Gutting Obamacare in its entirety is not a viable solution for Republicans since some of the healthcare mandates provisions don’t impact the federal budget, a requirement for lawmakers to avoid the 60-vote filibuster in a parliamentary procedure known as reconciliation, according to Politico
To fall under the reconciliation umbrella, according to Politico, any Obamacare repeal — as Republicans have vowed — requires the deficit to be reduced, meaning the GOP would have to decide which parts of the law to scrap.
"The entire process has the makings of a difficult political exercise that will reveal something about the GOP’s priorities when it comes to the reviled law, forcing the party to go beyond the pile-on repeal rhetoric and say specifically what it would do and how it would pay for it," the website reports.

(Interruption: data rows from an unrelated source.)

//! Declarative macro for JSON-RPC operation definitions
//!
//! Instead of writing the request struct, the marker type and the trait
//! implementation by hand, operations are declared in a few lines.

/// Define a Bravia JSON-RPC operation
///
/// Generates `<Operation>Request` (camelCase on the wire, or `()` when the
/// method takes no parameters), the `<Operation>` marker type and its
/// [`BraviaOperation`](crate::operation::BraviaOperation) implementation.
/// `parse` replaces the default, which deserializes `result[0]` with
/// [`parse_first`](crate::operation::parse_first).
///
/// # Example
/// ```rust,ignore
/// define_bravia_operation! {
///     operation: SetPlayContent,
///     method: "setPlayContent",
///     service: AvContent,
///     request: {
///         uri: String,
///     },
///     response: (),
///     parse: |_result| Ok(()),
/// }
/// ```
#[macro_export]
macro_rules! define_bravia_operation {
    (
        operation: $op:ident,
        method: $method:literal,
        service: $service:ident,
        request: (),
        response: $response:ty
        $(, parse: |$result:ident| $parse:expr)? $(,)?
    ) => {
        paste::paste! {
            pub type [<$op Request>] = ();

            $crate::define_bravia_operation!(@impl $op, $method, $service, $response $(, |$result| $parse)?);
        }
    };
    (
        operation: $op:ident,
        method: $method:literal,
        service: $service:ident,
        request: {
            $($field:ident: $field_type:ty),+ $(,)?
        },
        response: $response:ty
        $(, parse: |$result:ident| $parse:expr)? $(,)?
    ) => {
        paste::paste! {
            #[derive(serde::Serialize, Clone, Debug, PartialEq)]
            #[serde(rename_all = "camelCase")]
            pub struct [<$op Request>] {
                $(pub $field: $field_type,)+
            }

            $crate::define_bravia_operation!(@impl $op, $method, $service, $response $(, |$result| $parse)?);
        }
    };
    (@impl $op:ident, $method:literal, $service:ident, $response:ty) => {
        $crate::define_bravia_operation!(
            @impl $op, $method, $service, $response,
            |result| $crate::operation::parse_first(result)
        );
    };
    (@impl $op:ident, $method:literal, $service:ident, $response:ty, |$result:ident| $parse:expr) => {
        paste::paste! {
            pub struct $op;

            impl $crate::operation::BraviaOperation for $op {
                type Request = [<$op Request>];
                type Response = $response;

                const SERVICE: $crate::service::Service = $crate::service::Service::$service;
                const METHOD: &'static str = $method;

                fn parse_result(
                    $result: &[serde_json::Value],
                ) -> Result<Self::Response, $crate::error::ApiError> {
                    $parse
                }
            }
        }
    };
}
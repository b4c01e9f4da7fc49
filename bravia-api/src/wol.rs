//! Wake-on-LAN magic packets
//!
//! Powering the set on from standby through the network card is the
//! alternative to the `setPowerStatus` path and needs only the MAC address.

use std::net::UdpSocket;

use crate::error::{ApiError, Result};

/// Destination of the magic packet
const BROADCAST_ADDR: &str = "255.255.255.255:9";

/// Parse `aa:bb:cc:dd:ee:ff` (or `-` separated) into six bytes
pub fn parse_mac(mac: &str) -> Result<[u8; 6]> {
    let parts: Vec<&str> = mac.trim().split([':', '-']).collect();
    if parts.len() != 6 {
        return Err(ApiError::InvalidParameter(format!(
            "MAC address '{}' must have six octets",
            mac
        )));
    }

    let mut bytes = [0u8; 6];
    for (byte, part) in bytes.iter_mut().zip(&parts) {
        *byte = u8::from_str_radix(part, 16).map_err(|_| {
            ApiError::InvalidParameter(format!("Invalid octet '{}' in MAC address '{}'", part, mac))
        })?;
    }
    Ok(bytes)
}

/// Six `0xFF` bytes followed by the MAC address repeated sixteen times
pub fn magic_packet(mac: [u8; 6]) -> [u8; 102] {
    let mut packet = [0xFFu8; 102];
    for chunk in packet[6..].chunks_exact_mut(6) {
        chunk.copy_from_slice(&mac);
    }
    packet
}

/// Broadcast a magic packet for `mac`
pub fn wake(mac: &str) -> Result<()> {
    let packet = magic_packet(parse_mac(mac)?);

    let socket = UdpSocket::bind("0.0.0.0:0")
        .map_err(|e| ApiError::WakeOnLan(format!("Failed to bind UDP socket: {}", e)))?;
    socket
        .set_broadcast(true)
        .map_err(|e| ApiError::WakeOnLan(format!("Failed to enable broadcast: {}", e)))?;
    socket
        .send_to(&packet, BROADCAST_ADDR)
        .map_err(|e| ApiError::WakeOnLan(format!("Failed to send magic packet: {}", e)))?;

    tracing::debug!(mac = %mac, "sent Wake-on-LAN packet");
    Ok(())
}

#[cfg(test)]
mod tests {
    use super::*;

    #[test]
    fn test_parse_mac() {
        assert_eq!(
            parse_mac("fc:f1:52:0a:bc:01").unwrap(),
            [0xfc, 0xf1, 0x52, 0x0a, 0xbc, 0x01]
        );
        assert_eq!(
            parse_mac("FC-F1-52-0A-BC-01").unwrap(),
            [0xfc, 0xf1, 0x52, 0x0a, 0xbc, 0x01]
        );
    }

    #[test]
    fn test_parse_mac_rejects_garbage() {
        assert!(parse_mac("Android").is_err());
        assert!(parse_mac("fc:f1:52:0a:bc").is_err());
        assert!(parse_mac("fc:f1:52:0a:bc:zz").is_err());
    }

    #[test]
    fn test_magic_packet_layout() {
        let mac = [1, 2, 3, 4, 5, 6];
        let packet = magic_packet(mac);

        assert_eq!(&packet[..6], &[0xFF; 6]);
        for repetition in packet[6..].chunks(6) {
            assert_eq!(repetition, &mac);
        }
    }
}
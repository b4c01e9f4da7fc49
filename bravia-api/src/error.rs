use thiserror::Error;
use transport::TransportError;

/// High-level API errors for Bravia operations
///
/// These abstract over the HTTP transport and the two payload formats
/// (JSON-RPC and IRCC/SOAP) so callers can decide how to react without
/// knowing which sub-protocol a command used.
#[derive(Debug, Error)]
pub enum ApiError {
    /// Network communication error
    ///
    /// The device could not be reached: connection refused, timeout, DNS
    /// failure. A television in standby is the most common cause.
    #[error("Network error: {0}")]
    NetworkError(String),

    /// The device answered with a non-success HTTP status
    #[error("HTTP status {0}")]
    HttpStatus(u16),

    /// Response parsing error
    ///
    /// The device answered but the body was not the expected JSON envelope
    /// or XML document.
    #[error("Parse error: {0}")]
    ParseError(String),

    /// SOAP fault returned by the IRCC endpoint
    #[error("SOAP fault: error code {0}")]
    SoapFault(u16),

    /// Error envelope returned by a JSON-RPC endpoint (`{"error": [code, message]}`)
    #[error("Device error {code}: {message}")]
    DeviceError { code: i64, message: String },

    /// Invalid parameter value
    #[error("Invalid parameter: {0}")]
    InvalidParameter(String),

    /// Wake-on-LAN packet could not be sent
    #[error("Wake-on-LAN error: {0}")]
    WakeOnLan(String),
}

impl ApiError {
    /// True when the television could not be reached at all
    pub fn is_unreachable(&self) -> bool {
        matches!(self, ApiError::NetworkError(_))
    }
}

/// Type alias for results that can return an ApiError
pub type Result<T> = std::result::Result<T, ApiError>;

impl From<TransportError> for ApiError {
    fn from(error: TransportError) -> Self {
        match error {
            TransportError::Network(msg) => ApiError::NetworkError(msg),
            TransportError::Status { code, .. } => ApiError::HttpStatus(code),
            TransportError::Body(msg) => ApiError::ParseError(msg),
        }
    }
}

impl From<serde_json::Error> for ApiError {
    fn from(error: serde_json::Error) -> Self {
        ApiError::ParseError(error.to_string())
    }
}

#[cfg(test)]
mod tests {
    use super::*;

    #[test]
    fn test_transport_error_conversion() {
        let api_error: ApiError = TransportError::Network("connection refused".to_string()).into();
        assert!(matches!(api_error, ApiError::NetworkError(_)));
        assert!(api_error.is_unreachable());

        let api_error: ApiError = TransportError::Status {
            code: 404,
            body: String::new(),
        }
        .into();
        assert!(matches!(api_error, ApiError::HttpStatus(404)));
        assert!(!api_error.is_unreachable());

        let api_error: ApiError = TransportError::Body("truncated".to_string()).into();
        assert!(matches!(api_error, ApiError::ParseError(_)));
    }

    #[test]
    fn test_error_display() {
        let err = ApiError::DeviceError {
            code: 7,
            message: "Illegal State".to_string(),
        };
        assert_eq!(format!("{}", err), "Device error 7: Illegal State");

        let soap_fault = ApiError::SoapFault(401);
        assert_eq!(format!("{}", soap_fault), "SOAP fault: error code 401");
    }
}
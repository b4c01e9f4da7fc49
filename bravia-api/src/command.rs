//! IR remote-control commands and the device-reported command table

use std::collections::HashMap;

use serde::Deserialize;
use serde_json::Value;

use crate::error::{ApiError, Result};

/// Generates [`IrCommand`] with its device-side name and built-in code
macro_rules! ir_commands {
    (
        $(
            $(#[$meta:meta])*
            $variant:ident => ($name:literal, $code:literal)
        ),* $(,)?
    ) => {
        /// A remote-control button the crate knows how to press
        ///
        /// Every variant carries the name the television reports for it in
        /// `getRemoteControllerInfo` and a built-in code used when the device
        /// table is unavailable or lacks the entry.
        #[derive(Debug, Clone, Copy, PartialEq, Eq, Hash)]
        pub enum IrCommand {
            $(
                $(#[$meta])*
                $variant,
            )*
        }

        impl IrCommand {
            /// Every known command, in declaration order
            pub const ALL: &'static [IrCommand] = &[$(IrCommand::$variant),*];

            /// Name of the button in the device's remote-controller table
            pub fn name(&self) -> &'static str {
                match self {
                    $(IrCommand::$variant => $name,)*
                }
            }

            /// Built-in IR code for this button
            pub fn default_code(&self) -> &'static str {
                match self {
                    $(IrCommand::$variant => $code,)*
                }
            }
        }
    };
}

ir_commands! {
    /// Power toggle, used to wake the set
    Power => ("TvPower", "AAAAAQAAAAEAAAAVAw=="),
    PowerOff => ("PowerOff", "AAAAAQAAAAEAAAAvAw=="),
    VolumeUp => ("VolumeUp", "AAAAAQAAAAEAAAASAw=="),
    VolumeDown => ("VolumeDown", "AAAAAQAAAAEAAAATAw=="),
    Mute => ("Mute", "AAAAAQAAAAEAAAAUAw=="),
    ChannelUp => ("ChannelUp", "AAAAAQAAAAEAAAAQAw=="),
    ChannelDown => ("ChannelDown", "AAAAAQAAAAEAAAARAw=="),
    /// On-screen information about what is playing
    Display => ("Display", "AAAAAQAAAAEAAAA6Aw=="),
    Confirm => ("Confirm", "AAAAAQAAAAEAAABlAw=="),
    Up => ("Up", "AAAAAQAAAAEAAAB0Aw=="),
    Down => ("Down", "AAAAAQAAAAEAAAB1Aw=="),
    Left => ("Left", "AAAAAQAAAAEAAAA0Aw=="),
    Right => ("Right", "AAAAAQAAAAEAAAAzAw=="),
    Home => ("Home", "AAAAAQAAAAEAAABgAw=="),
    /// Electronic programme guide
    Epg => ("EPG", "AAAAAgAAAKQAAABbAw=="),
    Return => ("Return", "AAAAAgAAAJcAAAAjAw=="),
    Options => ("Options", "AAAAAgAAAJcAAAA2Aw=="),
    Exit => ("Exit", "AAAAAQAAAAEAAABjAw=="),
    Input => ("Input", "AAAAAQAAAAEAAAAlAw=="),
    Play => ("Play", "AAAAAgAAAJcAAAAaAw=="),
    Pause => ("Pause", "AAAAAgAAAJcAAAAZAw=="),
    Stop => ("Stop", "AAAAAgAAAJcAAAAYAw=="),
    /// Time-shift pause of live TV
    TvPause => ("TvPause", "AAAAAgAAABoAAABnAw=="),
    Rewind => ("Rewind", "AAAAAgAAAJcAAAAbAw=="),
    Forward => ("Forward", "AAAAAgAAAJcAAAAcAw=="),
    Next => ("Next", "AAAAAgAAAJcAAAA9Aw=="),
    Prev => ("Prev", "AAAAAgAAAJcAAAA8Aw=="),
    /// Switch to the built-in tuner
    Tv => ("Tv", "AAAAAQAAAAEAAAAkAw=="),
    Hdmi1 => ("Hdmi1", "AAAAAgAAABoAAABaAw=="),
    Hdmi2 => ("Hdmi2", "AAAAAgAAABoAAABbAw=="),
    Hdmi3 => ("Hdmi3", "AAAAAgAAABoAAABcAw=="),
    Hdmi4 => ("Hdmi4", "AAAAAgAAABoAAABdAw=="),
    Netflix => ("Netflix", "AAAAAgAAABoAAAB8Aw=="),
    Num0 => ("Num0", "AAAAAQAAAAEAAAAJAw=="),
    Num1 => ("Num1", "AAAAAQAAAAEAAAAAAw=="),
    Num2 => ("Num2", "AAAAAQAAAAEAAAABAw=="),
    Num3 => ("Num3", "AAAAAQAAAAEAAAACAw=="),
    Num4 => ("Num4", "AAAAAQAAAAEAAAADAw=="),
    Num5 => ("Num5", "AAAAAQAAAAEAAAAEAw=="),
    Num6 => ("Num6", "AAAAAQAAAAEAAAAFAw=="),
    Num7 => ("Num7", "AAAAAQAAAAEAAAAGAw=="),
    Num8 => ("Num8", "AAAAAQAAAAEAAAAHAw=="),
    Num9 => ("Num9", "AAAAAQAAAAEAAAAIAw=="),
}

impl IrCommand {
    /// Number key for a single digit
    pub fn digit(digit: u8) -> Option<Self> {
        const DIGITS: [IrCommand; 10] = [
            IrCommand::Num0,
            IrCommand::Num1,
            IrCommand::Num2,
            IrCommand::Num3,
            IrCommand::Num4,
            IrCommand::Num5,
            IrCommand::Num6,
            IrCommand::Num7,
            IrCommand::Num8,
            IrCommand::Num9,
        ];
        DIGITS.get(usize::from(digit)).copied()
    }
}

#[derive(Debug, Deserialize)]
struct CommandEntry {
    name: String,
    value: String,
}

/// Name → IR code mapping reported by the television
///
/// Built from the second element of a `getRemoteControllerInfo` result. When
/// the device lists a name twice the first entry wins.
#[derive(Debug, Clone, Default, PartialEq, Eq)]
pub struct CommandTable {
    entries: HashMap<String, String>,
}

impl CommandTable {
    /// An empty table
    pub fn new() -> Self {
        Self::default()
    }

    /// Build a table from a `getRemoteControllerInfo` result list
    pub fn from_remote_controller_info(result: &[Value]) -> Result<Self> {
        let codes = result.get(1).ok_or_else(|| {
            ApiError::ParseError("getRemoteControllerInfo result has no command list".to_string())
        })?;
        let entries: Vec<CommandEntry> = serde_json::from_value(codes.clone())?;
        Ok(entries.into_iter().map(|entry| (entry.name, entry.value)).collect())
    }

    /// IR code for `name`, if the device reported one
    pub fn get(&self, name: &str) -> Option<&str> {
        self.entries.get(name).map(String::as_str)
    }

    pub fn len(&self) -> usize {
        self.entries.len()
    }

    pub fn is_empty(&self) -> bool {
        self.entries.is_empty()
    }
}

impl FromIterator<(String, String)> for CommandTable {
    fn from_iter<I: IntoIterator<Item = (String, String)>>(iter: I) -> Self {
        let mut entries = HashMap::new();
        for (name, value) in iter {
            entries.entry(name).or_insert(value);
        }
        Self { entries }
    }
}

There are both political and legal hurdles to consider.
For example, should the GOP punt the mandates and taxes that are the law's stalwarts, "they’d have to plug a trillion-dollar hole. Cut the Medicaid expansion to the states? Sounds simple enough, but then they could put themselves at odds with governors."
If federal subsidies are yanked, the nearly trillion dollars in savings could be used to repeal other parts of the law, according to Politico, though the move is considered politically risky for moderates who could "experience a political backlash for slashing health care tax credits for poor and middle-class families."
Conversely, extending or replacing the subsidies could draw the ire of conservatives, because doing so would further limit their repeal options.
cites a policy brief published by the American Academy of Actuaries
that states Republicans' long-term replacement idea — allowing Americans to purchase health insurance across state lines — would amount to a "race-to-the-bottom in terms of plan quality" unless national regulations and standards are implemented.
Wisconsin Sen. Ron Johnson has proposed temporarily extending subsidies into 2017, an idea that the Academy of Actuaries finds would only be a short-term fix.
"Since the Republican plan is to temporarily extend the subsidies with the explicit purpose of 'replacing' Obamacare with ??? in two years, it’s just delaying the disaster," said Salon.com writer Jim Newell.
Republicans have some "wild card" solutions, such as taking into account assumed economic growth to help "plug the costs of repeal," according to Politico, or finding savings elsewhere to pay for the repeal similar to the Democrats' cutting education "to help pay for the overhaul in the first place."